How a Russian designer and a renewed interest in vintage instilled new life into a few Italian sport brands


by Riccardo Slavik

Gosha Rubchinskiy SS 2017 Lookbook

Some thought it would be over soon, but the love affair between fashion and heritage sportswear seems to be nowhere near over. Once confined to the wardrobes of hooligans, ‘casuals’, inner city youth and rappers, classic sportswear has found its way into the closets of every discerning fashionista, the coolest boutiques and on the hippest catwalks of the globe. There are many reasons why this happened, as we wrote in our ‘Lumpen’ piece, there’s a search for ‘authenticity’, a fascination with the ‘real’ and and, more than anything, an evolution in menswear, and the way men look, shop and live fashion.

Ella Dror and Ashley Smith of Ella Dror PR, told BOF “The influence this has had can be felt across the industry as a whole…. The seemingly unstoppable rise of brands, media and retailers with direct associations to streetwear will undoubtedly bring about a broader shift in dress across a whole demographic and generation.”

One of the many results of this shift is a sort of trickle-up effect whereby high fashion brands take inspiration from streetwear-heavy subcultures or trends and show on their runways luxury versions of classic vintage sportswear styles, with various degrees of success. This obviously works best when classic sportswear brands work with designers or reissue some version of their past catalogue.

Gosha Rubchinskiy did both and managed to make classic Italian sportswear brands cool again after his SS 17 show at Pitti Immagine Uomo, which featured collaborations with Fila, Kappa, and Sergio Tacchini, most of which were still a bit out of the fashion radar range. Thanks to a renewed interest in late 90s, early 2000s fashion and a revival of techno subcultures like Gabber and Rave, a certain taste for less obvious brands like Fila, Kappa and Ellesse was already simmering in places like eBay or specialist websites like BlocVintage. But, sprinkled with Gosha’s ‘cool factor’ and loyal following those brands shifted from under the radar Tumblr and fashion school coolness to on-demand fashionista worthy logos. Part of the success of such a hybrid operation; a Russian designer, Pitti, a show dedicated to Europe yet inspired by Pasolini and featuring classic Italian sportswear, is in the casting, which Rubchinskiy does himself, finding on Instagram and other social platforms, his “Gosha boys”—the kids who wear his stuff on the catwalk and off. “It was important for me that boys were wearing the brand in real life,” he says. “It’s cool that they know each other, and they know each other from Instagram. A boy from Australia can know a boy from Finland. But they never met—they first met in Florence for my show.” The strength of his brand and the potency of its message lies exactly in this authenticity, in the projection of a worldwide ‘Gosha Boys’  tribe, the loyal base for the success of his brand and a ripe market for the brands he collaborates with.“Brands like Supreme and Gosha replaced musicians,” said Rubchinskiy. “Before, teenagers had a favourite band and they waited to be the first to get new singles. Now, you do not need to go to stores to buy records. But I think people still want to have objects. They buy t-shirts not as clothes, but as a fan piece or something collectable.”

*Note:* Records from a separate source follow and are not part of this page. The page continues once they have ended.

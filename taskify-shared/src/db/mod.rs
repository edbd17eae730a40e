/// Database layer for Taskify
///
/// This module provides database connection pooling and migrations.
///
/// # Modules
///
/// - `pool`: PostgreSQL connection pool management with health checks
/// - `migrations`: Database migration runner
///
/// # Example
///
/// ```no_run
/// use taskify_shared::db::pool::{create_pool, DatabaseConfig};
///
/// #[tokio::main]
/// async fn main() -> Result<(), Box<dyn std::error::Error>> {
///     let config = DatabaseConfig {
///         url: std::env::var("DATABASE_URL")?,
///         ..Default::default()
///     };
///
///     let pool = create_pool(config).await?;
///     Ok(())
/// }
/// ```

pub mod migrations;
pub mod pool;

The fact that he used classic vintage styles without tampering with the brands DNA, makes it much easier for these classic brands to capitalize on this unexpected ‘coolness ‘ and branch out into ‘fashion’ territory. Spring Summer 2017 is the perfect time to do it, as brands like MSGM, N21 and many others showed pieces inspired by vintage sportswear to recreate an hedonistic, rave-y feeling of freedom.

Kappa’s LA 84 line perfectly exemplifies how a classic sportswear brand can capitalize on fashion’s fascination with streetwear without losing its personal identity, avoiding the ‘post-soviet’ bandwagon by taking inspiration on the other side of the pond and at a much earlier time, it plays on the classic red-white-and-blue tropes of the US flag while softening them with touches of beige and grey and avoids vintage overload with precise styling, modern volumes and cuts.